You can try out more varieties of the same vegetables if you plant your own seeds. Because it’s less expensive than buying starter plants from the nursery, you’ll be able to plant multiples of starter plants for pennies on the dollar.
Finally, you’ll be prepared with plants when it comes time to put them in the ground. Planting from seed just makes it all the more cohesive and convenient.
How to Start Seedlings
Starting your seedlings is easy.
First, identify which growing season comes first and start those seeds first. If you plan to utilize multiple growing seasons, you’ll want to organize all your seed pots in a manner that makes it simple to tell which ones are oldest.
Make sure you consult the seed package to correlate the length of time needed to grow your seeds into plants before they can be planted outside in their proper growing season.
Get Some Containers
Once you’ve gotten your planting schedule in place, get some containers. Make sure you use proper seedling pots. These can be any variety of seedling planter packages or small growing pots. You can use seedling flats, peat pots, small clay or plastic pots or even rolled up newspaper. Just make sure that your pots have drainage. You’ll want to buy starter mix at a plant nursery. It should be good fluffy moist soil. Don’t use soil from the ground. Make sure you buy something that is for seed starting.
Water, Warmth and Light
Your tiny plants will be very delicate. Ensure that you water on a good schedule according to the needs of each plant variety. Use a light mist or a gentle pour watering can. Always water the soil, not the plant, as you can injure your teeny leaves.
Make sure your plants are warm enough. Using your shed as a cover will be great. But make sure that your plants are near a sunny window so they can get light and warmth during the day. You’ll want to make sure your plants are heated during especially cold nights, especially during freezes.

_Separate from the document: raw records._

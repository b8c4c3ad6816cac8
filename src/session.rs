//! The writing session: settings, lock state, text, the session clock and
//! the autosave timers, driven one event at a time.
//!
//! Every entry point follows the same order: mutate, recompute stats, then
//! check for a goal crossing. Persistence is best-effort throughout; the
//! in-memory state is authoritative for the current run.

use std::collections::VecDeque;
use std::sync::Arc;
use tracing::{debug, info, warn};

use crate::autosave::{AutosavePolicy, Scheduler, TaskHandle, TaskKind};
use crate::clock::{Restore, SessionClock, TimeSource};
use crate::config::AppConfig;
use crate::editor::TextBuffer;
use crate::modes::{Blocked, EditAction, FocusModes};
use crate::settings::{Settings, SettingsPatch};
use crate::stats::WritingStats;
use crate::storage::Persistence;

#[derive(Debug, Clone, Copy, PartialEq, Eq)]
pub enum Phase {
    /// Never started a session; settings stay open until one starts
    FirstVisitSetup,
    /// No session running, settings editable
    Configuring,
    /// Session running. Settings are locked until the goal is met.
    Active { goal_met: bool },
}

/// Things the shell may want to react to, in the order they happened
#[derive(Debug, Clone, PartialEq)]
pub enum SessionEvent {
    SessionResumed { gap_ms: i64 },
    SessionStarted,
    /// Fired once per lock cycle on the first crossing of 100%
    GoalReached { laps: u32 },
    SettingsUnlocked,
    ResetApplied,
}

#[derive(Debug, Clone, Copy, PartialEq, Eq)]
pub enum PatchOutcome {
    Applied,
    Unchanged,
    /// Settings are locked; nothing changed
    Locked,
}

#[derive(Debug, Clone, Copy, PartialEq, Eq)]
pub enum ResetRequest {
    Applied,
    /// There is text to lose; call `confirm_reset` or `cancel_reset`
    NeedsConfirmation,
}

/// Cancel handles for the timers a session owns
#[derive(Debug, Default)]
struct SessionTasks {
    text_save: Option<TaskHandle>,
    checkpoint: Option<TaskHandle>,
    display: Option<TaskHandle>,
}

impl SessionTasks {
    fn drain(&mut self) -> impl Iterator<Item = TaskHandle> {
        [
            self.text_save.take(),
            self.checkpoint.take(),
            self.display.take(),
        ]
        .into_iter()
        .flatten()
    }
}

pub struct WritingSession {
    settings: Settings,
    buffer: TextBuffer,
    clock: SessionClock,
    time: Arc<dyn TimeSource>,
    persistence: Persistence,
    scheduler: Scheduler,
    tasks: SessionTasks,
    policy: AutosavePolicy,
    stats: WritingStats,
    first_visit_setup: bool,
    celebrated: bool,
    reset_pending: bool,
    settings_open: bool,
    torn_down: bool,
    events: VecDeque<SessionEvent>,
}

impl std::fmt::Debug for WritingSession {
    fn fmt(&self, f: &mut std::fmt::Formatter<'_>) -> std::fmt::Result {
        f.debug_struct("WritingSession")
            .field("phase", &self.phase())
            .field("settings", &self.settings)
            .field("stats", &self.stats)
            .field("persistence", &self.persistence)
            .finish()
    }
}

impl WritingSession {
    /// Bring a session up from whatever is persisted.
    pub fn load(persistence: Persistence, time: Arc<dyn TimeSource>, config: &AppConfig) -> Self {
        let now = time.now_ms();
        let stored = persistence.load_settings();
        let first_launch = stored.is_none();
        let mut settings = stored.unwrap_or_default();
        if !settings.is_consistent() {
            warn!("settings record locked without a started session, releasing lock");
            settings.settings_locked = false;
        }

        let text = persistence.load_text().unwrap_or_default();
        let clock = SessionClock::new(now);
        let mut events = VecDeque::new();

        if settings.session_started {
            if let Some(data) = persistence.load_session() {
                match clock.restore(&data, now, config.stale_session_ms()) {
                    Restore::Resumed { gap_ms } => {
                        info!(gap_ms, total_ms = clock.total_ms(), "resumed writing session");
                        events.push_back(SessionEvent::SessionResumed { gap_ms });
                    }
                    Restore::Stale { age_ms } => {
                        info!(age_ms, "session record too old, starting the clock fresh");
                    }
                }
            }
            clock.start(now);
        }

        let first_visit_setup = first_launch || (settings.is_first_visit && text.is_empty());
        let settings_open = first_visit_setup || !settings.session_started;
        let policy = AutosavePolicy::from(config);

        let mut session = Self {
            settings,
            buffer: TextBuffer::new(text),
            clock,
            time,
            persistence,
            scheduler: Scheduler::new(),
            tasks: SessionTasks::default(),
            policy,
            stats: WritingStats::default(),
            first_visit_setup,
            celebrated: false,
            reset_pending: false,
            settings_open,
            torn_down: false,
            events,
        };

        session.schedule_checkpoints(now);
        session.tasks.display = Some(session.scheduler.schedule_every(
            TaskKind::DisplayTick,
            now,
            session.policy.display_tick_ms,
        ));

        session.recompute();
        if session.settings.session_started {
            if !session.settings.settings_locked {
                // The lock only drops on a crossing, so this cycle has
                // celebrated even if progress has since fallen back.
                session.celebrated = true;
            } else if session.stats.goal_met() {
                session.celebrated = true;
                session.settings.settings_locked = false;
                session.persistence.save_settings(&session.settings);
            }
        }
        if first_launch {
            session.persistence.save_settings(&session.settings);
        }

        debug!(phase = ?session.phase(), "session loaded");
        session
    }

    fn now(&self) -> i64 {
        self.time.now_ms()
    }

    fn schedule_checkpoints(&mut self, now: i64) {
        self.tasks.checkpoint = Some(self.scheduler.schedule_every(
            TaskKind::SessionCheckpoint,
            now,
            self.policy.checkpoint_interval_ms,
        ));
    }

    pub fn settings(&self) -> &Settings {
        &self.settings
    }

    /// True while an edit is waiting on the debounced text save
    pub fn has_unsaved_text(&self) -> bool {
        self.tasks
            .text_save
            .is_some_and(|handle| self.scheduler.is_live(handle))
    }

    pub fn stats(&self) -> &WritingStats {
        &self.stats
    }

    pub fn text(&self) -> &str {
        self.buffer.as_str()
    }

    pub fn buffer(&self) -> &TextBuffer {
        &self.buffer
    }

    pub fn clock(&self) -> &SessionClock {
        &self.clock
    }

    pub fn scheduler(&self) -> &Scheduler {
        &self.scheduler
    }

    pub fn persistence(&self) -> &Persistence {
        &self.persistence
    }

    pub fn focus_modes(&self) -> FocusModes {
        FocusModes::from(&self.settings)
    }

    pub fn is_locked(&self) -> bool {
        self.settings.settings_locked
    }

    pub fn phase(&self) -> Phase {
        if self.settings.session_started {
            Phase::Active {
                goal_met: !self.settings.settings_locked,
            }
        } else if self.first_visit_setup {
            Phase::FirstVisitSetup
        } else {
            Phase::Configuring
        }
    }

    pub fn take_events(&mut self) -> Vec<SessionEvent> {
        self.events.drain(..).collect()
    }

    pub fn settings_open(&self) -> bool {
        self.settings_open
    }

    pub fn open_settings(&mut self) {
        self.settings_open = true;
    }

    /// The first-visit panel cannot be dismissed before a session starts.
    pub fn can_close_settings(&self) -> bool {
        !matches!(self.phase(), Phase::FirstVisitSetup)
    }

    pub fn close_settings(&mut self) -> bool {
        if self.can_close_settings() {
            self.settings_open = false;
        }
        !self.settings_open
    }

    fn recompute(&mut self) {
        let secs = self.clock.elapsed_secs(self.now());
        self.stats = WritingStats::compute(self.buffer.as_str(), secs, &self.settings);
    }

    /// Recompute, then fire the goal edge if this is the first crossing
    /// since the session locked.
    fn refresh(&mut self) {
        self.recompute();
        if !self.settings.session_started || self.celebrated || !self.stats.goal_met() {
            return;
        }
        self.celebrated = true;
        info!(
            progress = self.stats.daily_progress,
            laps = self.stats.goal_reached_count,
            "goal reached"
        );
        self.events.push_back(SessionEvent::GoalReached {
            laps: self.stats.goal_reached_count,
        });
        if self.settings.settings_locked {
            self.settings.settings_locked = false;
            self.persistence.save_settings(&self.settings);
            self.events.push_back(SessionEvent::SettingsUnlocked);
        }
    }

    /// Merge a settings patch. Rejected as a whole while locked.
    pub fn apply_settings(&mut self, patch: &SettingsPatch) -> PatchOutcome {
        if patch.is_empty() {
            return PatchOutcome::Unchanged;
        }
        if self.settings.settings_locked {
            debug!(?patch, "settings locked, patch ignored");
            return PatchOutcome::Locked;
        }
        if !self.settings.merge(patch) {
            return PatchOutcome::Unchanged;
        }
        self.persistence.save_settings(&self.settings);
        self.refresh();
        PatchOutcome::Applied
    }

    /// Lock settings and start timing a fresh run. Ignored while a locked
    /// session is already in progress.
    pub fn start_session(&mut self) -> bool {
        if self.settings.settings_locked {
            return false;
        }
        let now = self.now();
        self.settings.settings_locked = true;
        self.settings.session_started = true;
        self.settings.is_first_visit = false;
        self.first_visit_setup = false;
        self.celebrated = false;
        self.reset_pending = false;
        self.settings_open = false;
        self.clock.begin_fresh(now);

        self.persistence.save_settings(&self.settings);
        self.persistence.save_session(&self.clock.checkpoint(now));
        self.schedule_checkpoints(now);

        info!(goal_type = %self.settings.goal_type, goal = self.settings.active_goal(), "session started");
        self.events.push_back(SessionEvent::SessionStarted);
        self.refresh();
        true
    }

    /// Apply an edit from the writing surface, subject to focus modes.
    pub fn edit(&mut self, action: EditAction) -> Result<(), Blocked> {
        self.focus_modes().check(&action)?;
        let changed = match action {
            EditAction::Insert(c) => {
                self.buffer.insert_char(c);
                true
            }
            EditAction::Newline => {
                self.buffer.insert_char('\n');
                true
            }
            EditAction::Paste(s) => {
                self.buffer.insert_str(&s);
                !s.is_empty()
            }
            EditAction::Backspace => self.buffer.backspace(),
            EditAction::Delete => self.buffer.delete(),
            EditAction::CursorLeft => {
                self.buffer.move_left();
                false
            }
            EditAction::CursorRight => {
                self.buffer.move_right();
                false
            }
            EditAction::CursorHome => {
                self.buffer.move_home();
                false
            }
            EditAction::CursorEnd => {
                self.buffer.move_end();
                false
            }
            // No system clipboard behind the terminal surface.
            EditAction::Copy | EditAction::Cut | EditAction::SelectAll => false,
        };
        if changed {
            let now = self.now();
            self.tasks.text_save = Some(self.scheduler.schedule_once(
                TaskKind::TextSave,
                now,
                self.policy.text_debounce_ms,
            ));
            self.refresh();
        }
        Ok(())
    }

    pub fn reset_pending(&self) -> bool {
        self.reset_pending
    }

    /// Reset right away when there is nothing to lose, otherwise ask first.
    pub fn request_reset(&mut self) -> ResetRequest {
        if self.buffer.is_empty() {
            self.apply_reset();
            ResetRequest::Applied
        } else {
            self.reset_pending = true;
            ResetRequest::NeedsConfirmation
        }
    }

    pub fn confirm_reset(&mut self) -> bool {
        if !self.reset_pending {
            return false;
        }
        self.apply_reset();
        true
    }

    pub fn cancel_reset(&mut self) {
        self.reset_pending = false;
    }

    fn apply_reset(&mut self) {
        let now = self.now();
        // A pending text flush would write the old text back over the cleared record.
        if let Some(handle) = self.tasks.text_save.take() {
            self.scheduler.cancel_handle(handle);
        }
        self.buffer.clear();
        self.clock.reset(now);
        self.settings.settings_locked = false;
        self.settings.session_started = false;
        self.celebrated = false;
        self.reset_pending = false;
        self.settings_open = true;

        self.persistence.clear_text();
        self.persistence.clear_session();
        self.persistence.save_settings(&self.settings);
        self.schedule_checkpoints(now);

        info!("session reset");
        self.events.push_back(SessionEvent::ResetApplied);
        self.refresh();
    }

    /// Run whatever timers are due. Returns what fired.
    pub fn tick(&mut self) -> Vec<TaskKind> {
        let fired = self.scheduler.due(self.now());
        for kind in &fired {
            match kind {
                TaskKind::TextSave => {
                    self.tasks.text_save = None;
                    self.persistence.save_text(self.buffer.as_str());
                }
                TaskKind::SessionCheckpoint => self.checkpoint(),
                TaskKind::DisplayTick => self.refresh(),
            }
        }
        fired
    }

    /// Fold live time into the total and persist the session record.
    pub fn checkpoint(&mut self) {
        if !self.settings.session_started {
            return;
        }
        let data = self.clock.checkpoint(self.now());
        debug!(total_ms = data.total_session_time, "session checkpoint");
        self.persistence.save_session(&data);
    }

    pub fn is_torn_down(&self) -> bool {
        self.torn_down
    }

    /// Last-chance synchronous flush. Runs at most once; later calls and
    /// the drop that follows are no-ops.
    pub fn shutdown(&mut self) {
        if self.torn_down {
            return;
        }
        self.torn_down = true;
        for handle in self.tasks.drain() {
            self.scheduler.cancel_handle(handle);
        }
        self.persistence.save_text(self.buffer.as_str());
        self.checkpoint();
        self.clock.pause(self.now());
        self.persistence.save_settings(&self.settings);
        info!("session flushed on teardown");
    }
}

impl Drop for WritingSession {
    fn drop(&mut self) {
        self.shutdown();
    }
}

Ensure that your plants get plenty of light. If you are planting a large amount of seedlings, you may want to consider using artificial light to ensure that all your plants gets lots of light. And again, make sure that your seedlings are near a sunny window. Natural light is always best.
Wait Until the Last Frost To Plant
Finally, make sure you wait to plant until you know for sure that your weather is going to stay warm. Check your local growing schedule and consult local nurseries to ensure that the ground is warm enough to plant your seedling babies outside.
And That’s All Folks!
Aaaand, that’s pretty it folks! It’s easy to grow your own food. Using your shed to start seedlings will take you through the birth of your seedlings. You’ll get a head start on gardening. And you’ll be able to try multiple varieties of your favorite veggies all for just a few bucks!